Она не дала договорить. В два широких шага преодолела разделявшее их расстояние и притянула Томаса к себе за плечи. Пораженный, он обнял ее в ответ – так крепко, что испугался: не задушить бы. Руки Терезы нашли его затылок, потом щеки. Тереза развернула Томаса лицом к себе.

В следующий миг они целовались. В груди Томаса что-то взорвалось, выжигая стресс, непонимание, страх. Выжигая боль недавних секунд. На какое-то мгновение Томасу представилось, будто ничто больше в мире его не заботит. И ничто в мире его не побеспокоит уже никогда.

Отстранившись от Тома, Тереза попятилась, пока не уперлась спиной в стену. Во взгляде ее вновь читался ужас, который, будто демон, завладел девушкой.

– Уходи, Том, покинь меня, – тревожным шепотом заговорила Тереза. – Все вы должны… бежать… от меня. И подальше. Не спорь. Просто уходи. Убегай.

Видно было, как она заставляет себя произносить последние слова.

Еще никогда Томас не переживал такой боли. Однако в следующий миг он поразился себе.

Теперь он узнал Терезу, вспомнил. Она говорит правду, и что-то здесь не так. Готовится нечто ужасное. Намного ужаснее, чем можно вообразить. Нельзя оставаться и продолжать спор, иначе нечеловеческое усилие воли, которое потребовалось Терезе, чтобы прогнать Томаса, пропадет втуне. Придется смириться…

– Тереза, – произнес Томас, – я найду тебя.

По щекам потекли слезы; он развернулся и выбежал на улицу.

Глава двадцать первая

Щурясь и смахивая слезы, Томас вернулся к глэйдерам. Он не стал отвечать на расспросы. Сказал только, что надо убегать как можно дальше и поскорее. Что позже он все объяснит, а пока надо спасать свои жизни.

Дожидаться он никого не стал, не предложил Эрису понести мешок с едой, просто сорвался и помчался к городу. Потом перешел на умеренный шаг. Томас не хотел никого видеть, не хотел ничего знать. Побег от Терезы стал для него самым тяжелым испытанием. Потеря памяти, Глэйд, Лабиринт, сражения с гриверами, гибель Чака – все это не шло ни в какое сравнение с муками от того, что он добровольно оставил ее.

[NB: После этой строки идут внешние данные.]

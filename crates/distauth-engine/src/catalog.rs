//! # Region Catalog
//!
//! The set of known regions, keyed by full `CITY-STATE-COUNTRY`. Built once
//! from city records and read-only afterwards.
//!
//! ## Existence
//!
//! A region exists if it is a catalog key or a trailing dash-delimited
//! suffix of one, so `FRANCE` and `ILEDEFRANCE-FRANCE` exist as soon as
//! `PARIS-ILEDEFRANCE-FRANCE` is loaded. Every suffix is indexed at build
//! time; [`RegionCatalog::exists`] is a single hash lookup.

use std::collections::{HashMap, HashSet};

use distauth_core::{City, RegionKey};

/// Immutable set of known regions.
#[derive(Debug, Clone, Default)]
pub struct RegionCatalog {
    entries: HashMap<RegionKey, City>,
    scopes: HashSet<String>,
}

impl RegionCatalog {
    /// Build the catalog from city records. Duplicate keys overwrite
    /// earlier entries.
    pub fn build<I>(cities: I) -> Self
    where
        I: IntoIterator<Item = City>,
    {
        let mut entries = HashMap::new();
        for city in cities {
            entries.insert(city.key(), city);
        }

        let scopes = entries
            .keys()
            .flat_map(|key| key.scopes().map(str::to_owned))
            .collect::<HashSet<_>>();

        tracing::debug!(
            regions = entries.len(),
            scopes = scopes.len(),
            "region catalog built"
        );

        Self { entries, scopes }
    }

    /// Whether `region` is a known full key or a suffix of one.
    pub fn exists(&self, region: &RegionKey) -> bool {
        self.scopes.contains(region.as_str())
    }

    /// The catalog entry for a full key.
    pub fn get(&self, key: &RegionKey) -> Option<&City> {
        self.entries.get(key)
    }

    /// Number of distinct full keys.
    pub fn len(&self) -> usize {
        self.entries.len()
    }

    /// Whether no city was loaded.
    pub fn is_empty(&self) -> bool {
        self.entries.is_empty()
    }

    /// All entries, in no particular order.
    pub fn iter(&self) -> impl Iterator<Item = (&RegionKey, &City)> {
        self.entries.iter()
    }
}

impl FromIterator<City> for RegionCatalog {
    fn from_iter<I: IntoIterator<Item = City>>(iter: I) -> Self {
        Self::build(iter)
    }
}

#[cfg(test)]
mod tests {
    use super::*;

    fn catalog() -> RegionCatalog {
        RegionCatalog::build([
            City::new("Paris", "Ile de France", "France"),
            City::new("Lyon", "Auvergne", "France"),
            City::new("Berlin", "Berlin", "Germany"),
        ])
    }

    #[test]
    fn build_keys_by_normalized_triple() {
        let catalog = catalog();
        assert_eq!(catalog.len(), 3);
        let paris = catalog
            .get(&RegionKey::new("PARIS-ILEDEFRANCE-FRANCE"))
            .unwrap();
        assert_eq!(paris.state, "ILEDEFRANCE");
    }

    #[test]
    fn exact_key_exists() {
        assert!(catalog().exists(&RegionKey::new("paris-ile de france-france")));
    }

    #[test]
    fn proper_suffixes_exist() {
        let catalog = catalog();
        assert!(catalog.exists(&RegionKey::new("ILEDEFRANCE-FRANCE")));
        assert!(catalog.exists(&RegionKey::new("FRANCE")));
        assert!(catalog.exists(&RegionKey::new("BERLIN-GERMANY")));
    }

    #[test]
    fn unknown_regions_do_not_exist() {
        let catalog = catalog();
        assert!(!catalog.exists(&RegionKey::new("MADRID-MADRID-SPAIN")));
        assert!(!catalog.exists(&RegionKey::new("SPAIN")));
        // Known city in the wrong state.
        assert!(!catalog.exists(&RegionKey::new("PARIS-AUVERGNE-FRANCE")));
    }

    #[test]
    fn partial_field_suffix_does_not_exist() {
        // A string suffix that is not a whole field.
        assert!(!catalog().exists(&RegionKey::new("ANCE")));
    }

    #[test]
    fn empty_region_does_not_exist() {
        assert!(!catalog().exists(&RegionKey::new("   ")));
    }

    #[test]
    fn duplicate_keys_last_write_wins() {
        let catalog = RegionCatalog::build([
            City {
                city: "PARIS".into(),
                state: "ILEDEFRANCE".into(),
                country: "FRANCE".into(),
            },
            City::new("paris", "iledefrance", "france"),
        ]);
        assert_eq!(catalog.len(), 1);
    }

    #[test]
    fn empty_catalog_knows_nothing() {
        let catalog = RegionCatalog::default();
        assert!(catalog.is_empty());
        assert!(!catalog.exists(&RegionKey::new("FRANCE")));
    }

    #[test]
    fn collects_from_iterator() {
        let catalog: RegionCatalog = vec![City::new("Lyon", "Auvergne", "France")]
            .into_iter()
            .collect();
        assert_eq!(catalog.iter().count(), 1);
    }
}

Тереза здесь. Томас обнимал ее. Они снова встретились и были вместе. Они целовались, и Томас чувствовал нечто такое, что считал невозможным.

А теперь он убегает.

Из груди рвались сдавленные всхлипы. Томас застонал, и голос его надломился. В сердце пылала боль, хотелось упасть на колени и сдаться. Объятый жалостью к себе, Томас чуть не бросился обратно. Удержала вера в Терезу и желание исполнить данное обещание.

Тереза хотя бы жива. Главное – она жива.

Так твердил себе Томас и только так заставлял себя бежать дальше.

Тереза жива.

Часа через два-три Томас остановился. Тело больше не могло выдерживать бешеной гонки. Казалось, сделай он еще шаг – и сердце выпрыгнет из груди. Обернувшись, Томас увидел вдалеке смутные тени: остальные глэйдеры порядком отстали. Бухнувшись на колени, он уперся в них ладонями и стал жадно глотать сухой воздух.

Первым его нагнал Минхо. Рассвет лишь зарождался на востоке, но и при скудном освещении было видно, что вожак недоволен. Минхо трижды обошел вокруг Томаса и выдал:

– Что… какого… какого хрена ты творишь, Томас?

Отвечать не хотелось. Томас вообще не желал ни о чем разговаривать.

Не дождавшись ответа, Минхо опустился рядом на колени.

– Зачем? Вышел из дома и ломанулся как ошпаренный. Ничего не сказал… Мы так не поступаем. Ты, кланкорожий.

Тяжело дыша, Минхо сел на песок и покачал головой.

– Прости, – пробормотал Томас. – Мне больно.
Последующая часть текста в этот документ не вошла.